HOUSTON—Fifteen years ago, along a busy stretch of the Gulf Freeway, something terrible happened.
A young woman named Jessica Cain, just days away from her high school graduation, had spent the evening performing in a musical gala. A few of her drama club friends celebrated their performance at a Bennigan’s restaurant in the Clear Lake area. Then, she drove away in her pickup truck and simply vanished.
“You wake up one morning after spending a lovely evening with your friend and you’re told she’s not there,” recalls David Stallings, one of her high school friends. “And you look for her.”
Her father found her truck parked on the shoulder of the Gulf Freeway, but she was nowhere in sight. Her wallet was inside. Authorities dusted her truck for fingerprints, but found nothing that indicated what might have happened.
Her disappearance triggered a massive and frantic search, with deputies slogging through marshes on horseback, and dogs searching through thick brush. Hundreds of volunteers joined the effort, faxing the missing girl’s description to every hotel, motel and truck stop within a day’s drive.
For a time during those sweltering summer days in the swampy fields around LaMarque, it seemed an entire community wept and prayed for the return of a teenage girl whose photographs dominated newspapers and television newscasts for weeks. But Jessica Cain, who would’ve been a 32 year-old woman today, has never been found.
“It was so hard,” says Alicia O’Neill, a high school friend. “I think it’s almost unimaginable to think that you would be walking through a field looking for your best friend, unable to find her and just thinking that she’s out there somewhere.”
Cain was one of dozens of girls and young women who either vanished or were murdered in an area around the Gulf Freeway in Galveston County that came to be known as “the killing fields.” Since the 1970s, more than 30 females have apparently died or disappeared, and there is little doubt some of the killings were connected. Four bodies were discovered buried in the same remote patch of land. One victim’s father reported receiving a disturbing letter purportedly written by a serial killer who claimed to have murdered a number of others.
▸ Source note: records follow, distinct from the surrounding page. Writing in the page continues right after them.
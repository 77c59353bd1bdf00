//! Shared fixtures for gateway integration tests.

#![allow(dead_code)]

use std::sync::Arc;

use conduit_domain::Gateway;
use conduit_llm::{Generation, MockBackend, ToolCall, Usage};
use conduit_session::{GeneratorMeta, NewSession, SessionId};
use conduit_tools::Toolkit;
use serde_json::Value;

/// Backend name with a built-in dialect that accepts every standard option.
pub const PROVIDER: &str = "gemini";

pub const MODEL: &str = "test-model";

pub fn call(id: &str, name: &str, input: Value) -> ToolCall {
    ToolCall::new(id, name, input)
}

/// A tool-call reply.
pub fn tool_reply(calls: Vec<ToolCall>) -> Generation {
    Generation::tool_calls(calls, Usage::new(20, 5))
}

/// A plain text reply.
pub fn text_reply(text: &str) -> Generation {
    Generation::text(text, Usage::new(30, 4))
}

pub fn backend() -> MockBackend {
    MockBackend::new(PROVIDER).with_models(&[MODEL])
}

pub fn gateway(backend: Arc<MockBackend>, toolkit: Toolkit) -> Gateway {
    Gateway::builder()
        .with_client(backend)
        .with_toolkit(toolkit)
        .build()
        .unwrap()
}

pub async fn new_session(gateway: &Gateway, meta: GeneratorMeta) -> SessionId {
    gateway
        .create_session(NewSession::new(meta))
        .await
        .unwrap()
        .id
}

pub async fn session_len(gateway: &Gateway, id: &SessionId) -> usize {
    gateway.get_session(id).await.unwrap().messages.len()
}
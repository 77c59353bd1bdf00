//! The [`Tool`] trait and its execution context.
//!
//! # Example
//!
//! ```rust,ignore
//! use conduit_tools::{Tool, ToolContext, ToolOutput, Toolkit};
//!
//! struct Clock;
//!
//! #[async_trait]
//! impl Tool for Clock {
//!     fn name(&self) -> &str { "clock" }
//!     fn description(&self) -> &str { "Current UTC time" }
//!     fn parameters(&self) -> Value { json!({"type": "object"}) }
//!
//!     async fn execute(&self, _input: Value, _ctx: &ToolContext) -> Result<ToolOutput> {
//!         Ok(ToolOutput::text("12:00"))
//!     }
//! }
//!
//! let mut toolkit = Toolkit::new();
//! toolkit.register(Clock);
//! ```

use async_trait::async_trait;
use serde::{Deserialize, Serialize};
use tokio_util::sync::CancellationToken;

use conduit_llm::ToolResult;

use crate::error::Result;

// ─────────────────────────────────────────────────────────────────────────────
// Tool Trait
// ─────────────────────────────────────────────────────────────────────────────

/// A caller-supplied function the model may invoke.
///
/// Each tool describes its input as a JSON Schema and executes
/// asynchronously. Execution errors are reported back to the model as tool
/// error blocks rather than failing the conversation.
#[async_trait]
pub trait Tool: Send + Sync {
    /// Unique name the model uses to call this tool.
    fn name(&self) -> &str;

    /// Human-readable description shown to the model.
    fn description(&self) -> &str;

    /// JSON Schema of the tool's input.
    fn parameters(&self) -> serde_json::Value;

    /// Run the tool.
    ///
    /// `input` is the raw JSON the model produced; it is not validated
    /// against [`Tool::parameters`] before the call.
    async fn execute(&self, input: serde_json::Value, ctx: &ToolContext) -> Result<ToolOutput>;
}

// ─────────────────────────────────────────────────────────────────────────────
// Tool Context
// ─────────────────────────────────────────────────────────────────────────────

/// Context provided to tools during execution.
#[derive(Debug, Clone, Default)]
pub struct ToolContext {
    /// Session the call belongs to, if any.
    pub session_id: Option<String>,
    /// ID of the tool call being executed.
    pub call_id: Option<String>,
    /// Cancelled when the caller abandons the request.
    pub cancellation: CancellationToken,
}

impl ToolContext {
    /// Create a context with a fresh cancellation token.
    pub fn new() -> Self {
        Self::default()
    }

    /// Create a context that observes the caller's cancellation token.
    pub fn with_cancellation(cancellation: CancellationToken) -> Self {
        Self {
            cancellation,
            ..Self::default()
        }
    }

    /// Attach the session this call runs in.
    pub fn with_session(mut self, session_id: impl Into<String>) -> Self {
        self.session_id = Some(session_id.into());
        self
    }

    /// Derive the context for one call.
    pub fn for_call(&self, call_id: impl Into<String>) -> Self {
        Self {
            session_id: self.session_id.clone(),
            call_id: Some(call_id.into()),
            cancellation: self.cancellation.clone(),
        }
    }

    /// Check if execution has been cancelled.
    pub fn is_cancelled(&self) -> bool {
        self.cancellation.is_cancelled()
    }
}

// ─────────────────────────────────────────────────────────────────────────────
// Tool Output
// ─────────────────────────────────────────────────────────────────────────────

/// What a tool returns.
#[derive(Debug, Clone, PartialEq, Serialize, Deserialize)]
#[serde(tag = "type", content = "content", rename_all = "snake_case")]
pub enum ToolOutput {
    /// Plain text output.
    Text(String),
    /// Structured output.
    Json(serde_json::Value),
    /// The tool handled the call but reports a failure to the model.
    Error(String),
}

impl ToolOutput {
    pub fn text(content: impl Into<String>) -> Self {
        Self::Text(content.into())
    }

    pub fn json(content: serde_json::Value) -> Self {
        Self::Json(content)
    }

    pub fn error(message: impl Into<String>) -> Self {
        Self::Error(message.into())
    }

    /// Check if this output is an error.
    pub fn is_error(&self) -> bool {
        matches!(self, Self::Error(_))
    }

    /// Attach the call identity, producing a result block payload.
    pub fn into_result(self, call_id: impl Into<String>, name: impl Into<String>) -> ToolResult {
        match self {
            Self::Text(text) => ToolResult::success(call_id, name, serde_json::Value::String(text)),
            Self::Json(value) => ToolResult::success(call_id, name, value),
            Self::Error(message) => ToolResult::error(call_id, name, message),
        }
    }
}

// ─────────────────────────────────────────────────────────────────────────────
// Mock Tool
// ─────────────────────────────────────────────────────────────────────────────

#[cfg(any(test, feature = "testing"))]
pub use mock::MockTool;

#[cfg(any(test, feature = "testing"))]
mod mock {
    use super::*;
    use crate::error::ToolError;
    use parking_lot::Mutex;
    use std::time::Duration;

    /// A tool with a scripted response that records every call.
    #[derive(Debug)]
    pub struct MockTool {
        name: String,
        description: String,
        parameters: serde_json::Value,
        response: Option<ToolOutput>,
        failure: Option<String>,
        delay: Option<Duration>,
        calls: Mutex<Vec<serde_json::Value>>,
    }

    impl MockTool {
        pub fn new(name: impl Into<String>) -> Self {
            Self {
                name: name.into(),
                description: "A mock tool for testing".to_string(),
                parameters: serde_json::json!({
                    "type": "object",
                    "properties": {}
                }),
                response: None,
                failure: None,
                delay: None,
                calls: Mutex::new(Vec::new()),
            }
        }

        pub fn with_description(mut self, description: impl Into<String>) -> Self {
            self.description = description.into();
            self
        }

        pub fn with_parameters(mut self, parameters: serde_json::Value) -> Self {
            self.parameters = parameters;
            self
        }

        /// Return this output on every call.
        pub fn with_response(mut self, response: ToolOutput) -> Self {
            self.response = Some(response);
            self
        }

        /// Fail every call with an execution error.
        pub fn failing(mut self, message: impl Into<String>) -> Self {
            self.failure = Some(message.into());
            self
        }

        /// Sleep before answering.
        pub fn with_delay(mut self, delay: Duration) -> Self {
            self.delay = Some(delay);
            self
        }

        /// Inputs received so far.
        pub fn calls(&self) -> Vec<serde_json::Value> {
            self.calls.lock().clone()
        }

        pub fn call_count(&self) -> usize {
            self.calls.lock().len()
        }
    }

    #[async_trait]
    impl Tool for MockTool {
        fn name(&self) -> &str {
            &self.name
        }

        fn description(&self) -> &str {
            &self.description
        }

        fn parameters(&self) -> serde_json::Value {
            self.parameters.clone()
        }

        async fn execute(&self, input: serde_json::Value, _ctx: &ToolContext) -> Result<ToolOutput> {
            self.calls.lock().push(input);
            if let Some(delay) = self.delay {
                tokio::time::sleep(delay).await;
            }
            if let Some(ref message) = self.failure {
                return Err(ToolError::execution(message.clone()));
            }
            Ok(self
                .response
                .clone()
                .unwrap_or_else(|| ToolOutput::text("mock response")))
        }
    }
}

// ─────────────────────────────────────────────────────────────────────────────
// Tests
// ─────────────────────────────────────────────────────────────────────────────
People familiar with Cain’s disappearance aren’t sure whether it’s related to the other cases. In fact, they really don’t know very much at all about what happened, despite years of searching and investigation, but they’re not about to give up.
“Families don’t stop,” said Bob Walcutt, the executive director of the Laura Recovery Center for Missing Children, which was founded by the parents of Laura Smither, a murder victim killed in the area. “Other people can go on with their lives. For the parents, that one moment in time, they’re locked in that moment in time. They will continue searching.”
Cain’s disappearance is no exception. Some of her friends organized a candlelight vigil to dedicate a memorial in Highland Bayou Park near where her father found her pickup truck. Her parents plan to attend a vigil scheduled for Saturday evening, August 18.
And the friend responsible for the memorial decided to pursue a career in criminal justice. O’Neill became a prosecutor for the Harris County District Attorney’s Office, analyzing DNA to help exonerate wrongly convicted prison inmates.
“You know all the time that she’s out there somewhere, and that the right person coming forward, the right person being brave even after all this time, and just giving us the information we need,” O’Neill said. “All we want to do is just know where she is.”